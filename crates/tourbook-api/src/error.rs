//! API error handling
//!
//! Author: hephaex@gmail.com

use axum::{
    http::StatusCode,
    response::{IntoResponse, Response},
    Json,
};
use serde::{Deserialize, Serialize};
use tourbook_core::TourbookError;
use utoipa::ToSchema;

/// Response envelope shared by every service
#[derive(Debug, Serialize, Deserialize)]
pub struct ApiResponse<T> {
    pub success: bool,
    pub message: String,
    #[serde(skip_serializing_if = "Option::is_none")]
    pub data: Option<T>,
}

impl<T: Serialize> ApiResponse<T> {
    pub fn ok(message: impl Into<String>, data: T) -> Self {
        Self {
            success: true,
            message: message.into(),
            data: Some(data),
        }
    }
}

impl ApiResponse<()> {
    pub fn message(message: impl Into<String>) -> Self {
        Self {
            success: true,
            message: message.into(),
            data: None,
        }
    }
}

/// API error body
#[derive(Debug, Serialize, Deserialize, ToSchema)]
pub struct ApiError {
    /// Always `false`
    pub success: bool,
    /// Human-readable message
    pub message: String,
    /// Machine-readable error code
    #[serde(skip_serializing_if = "Option::is_none")]
    pub error: Option<String>,
}

impl ApiError {
    pub fn new(code: impl Into<String>, message: impl Into<String>) -> Self {
        Self {
            success: false,
            message: message.into(),
            error: Some(code.into()),
        }
    }
}

/// Application error type
#[derive(Debug)]
pub enum AppError {
    /// Malformed or invalid input (400)
    Validation(String),
    /// Identity missing or invalid (401)
    Unauthenticated(String),
    /// Identity valid but not permitted (403)
    Forbidden(String),
    NotFound(String),
    Conflict(String),
    /// Request body over the configured limit (413)
    PayloadTooLarge(String),
    /// A dependency could not be reached or answered unexpectedly (502)
    ServiceUnavailable(String),
    Internal(String),
    Database(String),
}

impl AppError {
    pub fn status(&self) -> StatusCode {
        match self {
            AppError::Validation(_) => StatusCode::BAD_REQUEST,
            AppError::Unauthenticated(_) => StatusCode::UNAUTHORIZED,
            AppError::Forbidden(_) => StatusCode::FORBIDDEN,
            AppError::NotFound(_) => StatusCode::NOT_FOUND,
            AppError::Conflict(_) => StatusCode::CONFLICT,
            AppError::PayloadTooLarge(_) => StatusCode::PAYLOAD_TOO_LARGE,
            AppError::ServiceUnavailable(_) => StatusCode::BAD_GATEWAY,
            AppError::Internal(_) | AppError::Database(_) => StatusCode::INTERNAL_SERVER_ERROR,
        }
    }
}

impl std::fmt::Display for AppError {
    fn fmt(&self, f: &mut std::fmt::Formatter<'_>) -> std::fmt::Result {
        match self {
            AppError::Validation(msg)
            | AppError::Unauthenticated(msg)
            | AppError::Forbidden(msg)
            | AppError::Conflict(msg)
            | AppError::PayloadTooLarge(msg)
            | AppError::ServiceUnavailable(msg)
            | AppError::Internal(msg)
            | AppError::Database(msg) => f.write_str(msg),
            AppError::NotFound(resource) => write!(f, "{resource} not found"),
        }
    }
}

impl IntoResponse for AppError {
    fn into_response(self) -> Response {
        let status = self.status();
        let error = match &self {
            AppError::Validation(msg) => ApiError::new("VALIDATION_ERROR", msg.as_str()),
            AppError::Unauthenticated(msg) => ApiError::new("UNAUTHORIZED", msg.as_str()),
            AppError::Forbidden(msg) => ApiError::new("FORBIDDEN", msg.as_str()),
            AppError::NotFound(resource) => {
                ApiError::new("NOT_FOUND", format!("{resource} not found"))
            }
            AppError::Conflict(msg) => ApiError::new("CONFLICT", msg.as_str()),
            AppError::PayloadTooLarge(msg) => ApiError::new("PAYLOAD_TOO_LARGE", msg.as_str()),
            AppError::ServiceUnavailable(msg) => {
                ApiError::new("SERVICE_UNAVAILABLE", msg.as_str())
            }
            // Internal details stay in the logs
            AppError::Internal(msg) => {
                tracing::error!(error = %msg, "Internal server error");
                ApiError::new("INTERNAL_ERROR", "Internal server error")
            }
            AppError::Database(msg) => {
                tracing::error!(error = %msg, "Database operation failed");
                ApiError::new("DATABASE_ERROR", "Internal server error")
            }
        };

        (status, Json(error)).into_response()
    }
}

impl From<anyhow::Error> for AppError {
    fn from(err: anyhow::Error) -> Self {
        AppError::Internal(err.to_string())
    }
}

impl From<TourbookError> for AppError {
    fn from(err: TourbookError) -> Self {
        match err {
            TourbookError::NotFound(msg) => AppError::NotFound(msg),
            TourbookError::ValidationError(msg) => AppError::Validation(msg),
            TourbookError::Conflict(msg) => AppError::Conflict(msg),
            TourbookError::Unauthenticated(msg) => AppError::Unauthenticated(msg),
            TourbookError::AccessDenied { reason } => AppError::Forbidden(reason),
            err @ TourbookError::ServiceUnavailable { .. } => {
                AppError::ServiceUnavailable(err.to_string())
            }
            TourbookError::DatabaseError(msg) => AppError::Database(msg),
            TourbookError::ConfigError(msg) => {
                AppError::Internal(format!("Configuration error: {msg}"))
            }
            TourbookError::Other(err) => AppError::Internal(err.to_string()),
        }
    }
}

impl From<validator::ValidationErrors> for AppError {
    fn from(err: validator::ValidationErrors) -> Self {
        AppError::Validation(err.to_string())
    }
}

#[cfg(test)]
mod tests {
    use super::*;

    #[test]
    fn test_status_mapping() {
        assert_eq!(
            AppError::Validation("x".into()).status(),
            StatusCode::BAD_REQUEST
        );
        assert_eq!(
            AppError::Unauthenticated("x".into()).status(),
            StatusCode::UNAUTHORIZED
        );
        assert_eq!(
            AppError::Forbidden("x".into()).status(),
            StatusCode::FORBIDDEN
        );
        assert_eq!(AppError::Conflict("x".into()).status(), StatusCode::CONFLICT);
        assert_eq!(
            AppError::PayloadTooLarge("x".into()).status(),
            StatusCode::PAYLOAD_TOO_LARGE
        );
        assert_eq!(
            AppError::ServiceUnavailable("x".into()).status(),
            StatusCode::BAD_GATEWAY
        );
        assert_eq!(
            AppError::Database("x".into()).status(),
            StatusCode::INTERNAL_SERVER_ERROR
        );
    }

    #[test]
    fn test_core_error_conversion() {
        let err: AppError = TourbookError::ServiceUnavailable {
            service: "user".to_string(),
            reason: "timeout".to_string(),
        }
        .into();
        assert!(matches!(err, AppError::ServiceUnavailable(ref m) if m == "user service unavailable: timeout"));

        let err: AppError = TourbookError::AccessDenied {
            reason: "admin only".to_string(),
        }
        .into();
        assert_eq!(err.status(), StatusCode::FORBIDDEN);
    }

    #[test]
    fn test_error_body_shape() {
        let body = serde_json::to_value(ApiError::new("CONFLICT", "Email already registered"))
            .unwrap();
        assert_eq!(body["success"], false);
        assert_eq!(body["message"], "Email already registered");
        assert_eq!(body["error"], "CONFLICT");
    }

    #[test]
    fn test_success_body_omits_missing_data() {
        let body = serde_json::to_value(ApiResponse::message("Logged out")).unwrap();
        assert_eq!(body["success"], true);
        assert!(body.get("data").is_none());
    }
}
+-------+
- [What this task involves] Go through the data and return every record exactly.

- [Solution]
filename crates/tourbook-api/src/error.rs
//! API error handling
//!
//! Author: hephaex@gmail.com

use axum::{
    http::StatusCode,
    response::{IntoResponse, Response},
    Json,
};
use serde::{Deserialize, Serialize};
use tourbook_core::TourbookError;
use utoipa::ToSchema;

/// Response envelope shared by every service
#[derive(Debug, Serialize, Deserialize)]
pub struct ApiResponse<T> {
    pub success: bool,
    pub message: String,
    #[serde(skip_serializing_if = "Option::is_none")]
    pub data: Option<T>,
}

impl<T: Serialize> ApiResponse<T> {
    pub fn ok(message: impl Into<String>, data: T) -> Self {
        Self {
            success: true,
            message: message.into(),
            data: Some(data),
        }
    }
}

impl ApiResponse<()> {
    pub fn message(message: impl Into<String>) -> Self {
        Self {
            success: true,
            message: message.into(),
            data: None,
        }
    }
}

/// API error body
#[derive(Debug, Serialize, Deserialize, ToSchema)]
pub struct ApiError {
    /// Always `false`
    pub success: bool,
    /// Human-readable message
    pub message: String,
    /// Machine-readable error code
    #[serde(skip_serializing_if = "Option::is_none")]
    pub error: Option<String>,
}

impl ApiError {
    pub fn new(code: impl Into<String>, message: impl Into<String>) -> Self {
        Self {
            success: false,
            message: message.into(),
            error: Some(code.into()),
        }
    }
}

/// Application error type
#[derive(Debug)]
pub enum AppError {
    /// Malformed or invalid input (400)
    Validation(String),
    /// Identity missing or invalid (401)
    Unauthenticated(String),
    /// Identity valid but not permitted (403)
    Forbidden(String),
    NotFound(String),
    Conflict(String),
    /// Request body over the configured limit (413)
    PayloadTooLarge(String),
    /// A dependency could not be reached or answered unexpectedly (502)
    ServiceUnavailable(String),
    Internal(String),
    Database(String),
}

impl AppError {
    pub fn status(&self) -> StatusCode {
        match self {
            AppError::Validation(_) => StatusCode::BAD_REQUEST,
            AppError::Unauthenticated(_) => StatusCode::UNAUTHORIZED,
            AppError::Forbidden(_) => StatusCode::FORBIDDEN,
            AppError::NotFound(_) => StatusCode::NOT_FOUND,
            AppError::Conflict(_) => StatusCode::CONFLICT,
            AppError::PayloadTooLarge(_) => StatusCode::PAYLOAD_TOO_LARGE,
            AppError::ServiceUnavailable(_) => StatusCode::BAD_GATEWAY,
            AppError::Internal(_) | AppError::Database(_) => StatusCode::INTERNAL_SERVER_ERROR,
        }
    }
}

impl std::fmt::Display for AppError {
    fn fmt(&self, f: &mut std::fmt::Formatter<'_>) -> std::fmt::Result {
        match self {
            AppError::Validation(msg)
            | AppError::Unauthenticated(msg)
            | AppError::Forbidden(msg)
            | AppError::Conflict(msg)
            | AppError::PayloadTooLarge(msg)
            | AppError::ServiceUnavailable(msg)
            | AppError::Internal(msg)
            | AppError::Database(msg) => f.write_str(msg),
            AppError::NotFound(resource) => write!(f, "{resource} not found"),
        }
    }
}

impl IntoResponse for AppError {
    fn into_response(self) -> Response {
        let status = self.status();
        let error = match &self {
            AppError::Validation(msg) => ApiError::new("VALIDATION_ERROR", msg.as_str()),
            AppError::Unauthenticated(msg) => ApiError::new("UNAUTHORIZED", msg.as_str()),
            AppError::Forbidden(msg) => ApiError::new("FORBIDDEN", msg.as_str()),
            AppError::NotFound(resource) => {
                ApiError::new("NOT_FOUND", format!("{resource} not found"))
            }
            AppError::Conflict(msg) => ApiError::new("CONFLICT", msg.as_str()),
            AppError::PayloadTooLarge(msg) => ApiError::new("PAYLOAD_TOO_LARGE", msg.as_str()),
            AppError::ServiceUnavailable(msg) => {
                ApiError::new("SERVICE_UNAVAILABLE", msg.as_str())
            }
            // Internal details stay in the logs
            AppError::Internal(msg) => {
                tracing::error!(error = %msg, "Internal server error");
                ApiError::new("INTERNAL_ERROR", "Internal server error")
            }
            AppError::Database(msg) => {
                tracing::error!(error = %msg, "Database operation failed");
                ApiError::new("DATABASE_ERROR", "Internal server error")
            }
        };

        (status, Json(error)).into_response()
    }
}

impl From<anyhow::Error> for AppError {
    fn from(err: anyhow::Error) -> Self {
        AppError::Internal(err.to_string())
    }
}

impl From<TourbookError> for AppError {
    fn from(err: TourbookError) -> Self {
        match err {
            TourbookError::NotFound(msg) => AppError::NotFound(msg),
            TourbookError::ValidationError(msg) => AppError::Validation(msg),
            TourbookError::Conflict(msg) => AppError::Conflict(msg),
            TourbookError::Unauthenticated(msg) => AppError::Unauthenticated(msg),
            TourbookError::AccessDenied { reason } => AppError::Forbidden(reason),
            err @ TourbookError::ServiceUnavailable { .. } => {
                AppError::ServiceUnavailable(err.to_string())
            }
            TourbookError::DatabaseError(msg) => AppError::Database(msg),
            TourbookError::ConfigError(msg) => {
                AppError::Internal(format!("Configuration error: {msg}"))
            }
            TourbookError::Other(err) => AppError::Internal(err.to_string()),
        }
    }
}

impl From<validator::ValidationErrors> for AppError {
    fn from(err: validator::ValidationErrors) -> Self {
        AppError::Validation(err.to_string())
    }
}

#[cfg(test)]
mod tests {
    use super::*;

    #[test]
    fn test_status_mapping() {
        assert_eq!(
            AppError::Validation("x".into()).status(),
            StatusCode::BAD_REQUEST
        );
        assert_eq!(
            AppError::Unauthenticated("x".into()).status(),
            StatusCode::UNAUTHORIZED
        );
        assert_eq!(
            AppError::Forbidden("x".into()).status(),
            StatusCode::FORBIDDEN
        );
        assert_eq!(AppError::Conflict("x".into()).status(), StatusCode::CONFLICT);
        assert_eq!(
            AppError::PayloadTooLarge("x".into()).status(),
            StatusCode::PAYLOAD_TOO_LARGE
        );
        assert_eq!(
            AppError::ServiceUnavailable("x".into()).status(),
            StatusCode::BAD_GATEWAY
        );
        assert_eq!(
            AppError::Database("x".into()).status(),
            StatusCode::INTERNAL_SERVER_ERROR
        );
    }

    #[test]
    fn test_core_error_conversion() {
        let err: AppError = TourbookError::ServiceUnavailable {
            service: "user".to_string(),
            reason: "timeout".to_string(),
        }
        .into();
        assert!(matches!(err, AppError::ServiceUnavailable(ref m) if m == "user service unavailable: timeout"));

        let err: AppError = TourbookError::AccessDenied {
            reason: "admin only".to_string(),
        }
        .into();
        assert_eq!(err.status(), StatusCode::FORBIDDEN);
    }

    #[test]
    fn test_error_body_shape() {
        let body = serde_json::to_value(ApiError::new("CONFLICT", "Email already registered"))
            .unwrap();
        assert_eq!(body["success"], false);
        assert_eq!(body["message"], "Email already registered");
        assert_eq!(body["error"], "CONFLICT");
    }

    #[test]
    fn test_success_body_omits_missing_data() {
        let body = serde_json::to_value(ApiResponse::message("Logged out")).unwrap();
        assert_eq!(body["success"], true);
        assert!(body.get("data").is_none());
    }
}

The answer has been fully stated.